Population (March 1, 2026)
- • Total: 67,932
- • Density: 803.1/km^{2} (2,080/sq mi)
- Time zone: UTC+09:00 (Japan Standard Time)
- Phone number: 0778-51-2200
- Address: Nishiyamacho 13-1, Sabae-shi, Fukui-ken 916-8666
- Website: www.city.sabae.fukui.jp
- Bird: Aix galericulata
- Flower: Azalea
- Tree: Sakura

= Sabae, Fukui =

City in Fukui Prefecture, Japan

Aerial photograph of the Sabae city center (2021)

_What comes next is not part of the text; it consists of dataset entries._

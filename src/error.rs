use crate::table::Grade;

/// Error types for the braille transcoding engine
#[derive(Debug, Clone, PartialEq, Eq)]
pub enum BrailleError {
    /// No table matches the requested (locale, grade, dot-width) exactly
    TableNotFound {
        locale: String,
        grade: Grade,
        eight_dot: bool,
    },
    /// Malformed rule data in a table source; `rule` is the index of the
    /// first bad rule entry when the failure is inside the rule list
    TableLoad {
        source: String,
        rule: Option<usize>,
        message: String,
    },
    /// A TableInfo field is out of range (bad locale tag, grade not 1 or 2)
    InvalidTableInfo(String),
    /// Use of a session after destroy()
    SessionClosed,
    /// Broken engine invariant (e.g. out-of-order position spans).
    /// Distinct from user-facing errors: signals a defect, not bad input.
    Internal(String),
}

impl std::fmt::Display for BrailleError {
    fn fmt(&self, f: &mut std::fmt::Formatter<'_>) -> std::fmt::Result {
        match self {
            BrailleError::TableNotFound {
                locale,
                grade,
                eight_dot,
            } => write!(
                f,
                "No table for locale '{}', grade {}, {}-dot",
                locale,
                grade.as_u8(),
                if *eight_dot { 8 } else { 6 }
            ),
            BrailleError::TableLoad {
                source,
                rule,
                message,
            } => match rule {
                Some(index) => write!(
                    f,
                    "Failed to load table from '{}' at rule {}: {}",
                    source, index, message
                ),
                None => write!(f, "Failed to load table from '{}': {}", source, message),
            },
            BrailleError::InvalidTableInfo(msg) => write!(f, "Invalid table info: {}", msg),
            BrailleError::SessionClosed => write!(f, "Translation session already destroyed"),
            BrailleError::Internal(msg) => write!(f, "Internal engine error: {}", msg),
        }
    }
}

impl std::error::Error for BrailleError {}

/// Result type for engine operations
pub type BrailleResult<T> = Result<T, BrailleError>;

Sabae (鯖江市, Sabae-shi) is a city located in Fukui Prefecture, Japan. As of 1 March 2026, the city had an estimated population of 67,932 in 26,546 households and the population density of 820 persons per km^{2}. The total area of the city is 84.59 sqkm.

==Geography==
Sabae is located in central Fukui Prefecture, bordered by the city Fukui to the north and Echizen to the south. The Sabae Basin, situated between the Fukui Plain and the Takefu Basin, dominates the area. The urban area, which stretches long and narrow from north-to-south in its central part, extends beyond the border with Fukui City at its northern end. Within this basin, Mount Chōsenji (113 meters) with its gentle slopes is also largely urbanized. The urban area is divided into two parts: the Shinmei area, centered around Shinmei Station on the Fukui Railway Fukubu Line, and the Sabae area, centered around Sabae Station on the Happy Line Fukui Line (formerly the Hokuriku Main Line) and Nishi-Sabae Station on the Fukui Railway Fukubu Line. The city hall is located near the border between these two areas. The Kawada district, at the eastern end, is mountainous. The Japan Ground Self-Defense Force Sabae Garrison is located in the northwestern part of the city.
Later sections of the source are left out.